Exercise goal — When the string "warn" occurs in a line of the listing below, return that line.

Entries shown —
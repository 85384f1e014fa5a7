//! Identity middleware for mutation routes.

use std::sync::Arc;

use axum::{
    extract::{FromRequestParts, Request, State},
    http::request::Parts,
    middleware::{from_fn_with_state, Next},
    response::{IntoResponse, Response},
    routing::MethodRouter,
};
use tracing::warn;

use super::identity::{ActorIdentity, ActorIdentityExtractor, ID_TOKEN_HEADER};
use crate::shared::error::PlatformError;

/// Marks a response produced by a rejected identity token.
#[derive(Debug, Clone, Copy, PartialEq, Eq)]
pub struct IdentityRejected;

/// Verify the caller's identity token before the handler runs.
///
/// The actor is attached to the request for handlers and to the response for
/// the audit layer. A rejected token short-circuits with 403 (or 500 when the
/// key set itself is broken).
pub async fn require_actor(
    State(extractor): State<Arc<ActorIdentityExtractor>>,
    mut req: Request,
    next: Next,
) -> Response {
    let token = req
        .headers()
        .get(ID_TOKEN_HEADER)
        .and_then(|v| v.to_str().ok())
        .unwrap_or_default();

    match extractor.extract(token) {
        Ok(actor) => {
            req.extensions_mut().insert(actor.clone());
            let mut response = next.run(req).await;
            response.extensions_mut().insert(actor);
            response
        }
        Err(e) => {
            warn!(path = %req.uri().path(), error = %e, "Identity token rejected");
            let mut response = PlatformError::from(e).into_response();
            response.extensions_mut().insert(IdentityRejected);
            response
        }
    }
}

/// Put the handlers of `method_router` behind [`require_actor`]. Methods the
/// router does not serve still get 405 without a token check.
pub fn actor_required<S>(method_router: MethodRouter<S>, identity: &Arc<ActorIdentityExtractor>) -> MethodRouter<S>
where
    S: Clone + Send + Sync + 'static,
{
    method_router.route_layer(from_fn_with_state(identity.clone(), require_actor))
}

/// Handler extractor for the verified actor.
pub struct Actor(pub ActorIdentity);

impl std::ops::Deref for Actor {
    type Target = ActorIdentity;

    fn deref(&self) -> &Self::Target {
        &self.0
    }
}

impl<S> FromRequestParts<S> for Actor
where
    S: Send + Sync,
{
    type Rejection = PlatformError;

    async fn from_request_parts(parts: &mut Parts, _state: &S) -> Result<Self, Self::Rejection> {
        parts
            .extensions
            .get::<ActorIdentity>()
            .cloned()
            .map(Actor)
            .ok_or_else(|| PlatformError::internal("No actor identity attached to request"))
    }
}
--
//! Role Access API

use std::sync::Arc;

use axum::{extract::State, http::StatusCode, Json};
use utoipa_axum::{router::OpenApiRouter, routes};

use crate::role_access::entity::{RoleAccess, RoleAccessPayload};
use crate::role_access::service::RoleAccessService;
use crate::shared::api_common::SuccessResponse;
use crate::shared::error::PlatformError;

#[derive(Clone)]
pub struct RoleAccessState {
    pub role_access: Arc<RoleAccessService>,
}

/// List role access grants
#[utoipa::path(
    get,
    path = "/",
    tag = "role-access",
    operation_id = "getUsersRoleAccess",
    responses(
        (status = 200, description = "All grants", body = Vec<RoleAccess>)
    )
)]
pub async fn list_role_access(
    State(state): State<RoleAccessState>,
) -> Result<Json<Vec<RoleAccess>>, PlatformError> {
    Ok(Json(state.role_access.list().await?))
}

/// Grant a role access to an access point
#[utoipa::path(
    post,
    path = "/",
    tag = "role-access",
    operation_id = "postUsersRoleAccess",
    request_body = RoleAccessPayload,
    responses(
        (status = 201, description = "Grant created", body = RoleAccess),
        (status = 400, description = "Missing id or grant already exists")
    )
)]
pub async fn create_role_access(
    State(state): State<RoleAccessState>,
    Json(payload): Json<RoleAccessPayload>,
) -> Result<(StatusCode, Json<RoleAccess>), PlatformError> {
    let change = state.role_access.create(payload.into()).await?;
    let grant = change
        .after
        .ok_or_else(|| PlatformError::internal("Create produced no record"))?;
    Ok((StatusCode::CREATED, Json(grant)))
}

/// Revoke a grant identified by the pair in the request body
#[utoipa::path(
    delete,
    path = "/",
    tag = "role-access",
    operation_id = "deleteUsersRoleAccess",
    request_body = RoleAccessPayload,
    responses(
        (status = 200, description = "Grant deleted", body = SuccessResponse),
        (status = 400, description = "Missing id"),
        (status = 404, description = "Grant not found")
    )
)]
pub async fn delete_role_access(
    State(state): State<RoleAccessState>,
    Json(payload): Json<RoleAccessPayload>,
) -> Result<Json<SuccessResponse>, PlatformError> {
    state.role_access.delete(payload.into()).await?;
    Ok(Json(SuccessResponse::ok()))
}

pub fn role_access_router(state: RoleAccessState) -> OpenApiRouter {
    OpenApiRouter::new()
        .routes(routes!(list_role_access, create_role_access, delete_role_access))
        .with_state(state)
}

Response area —
use tracing::warn;
            warn!(path = %req.uri().path(), error = %e, "Identity token rejected");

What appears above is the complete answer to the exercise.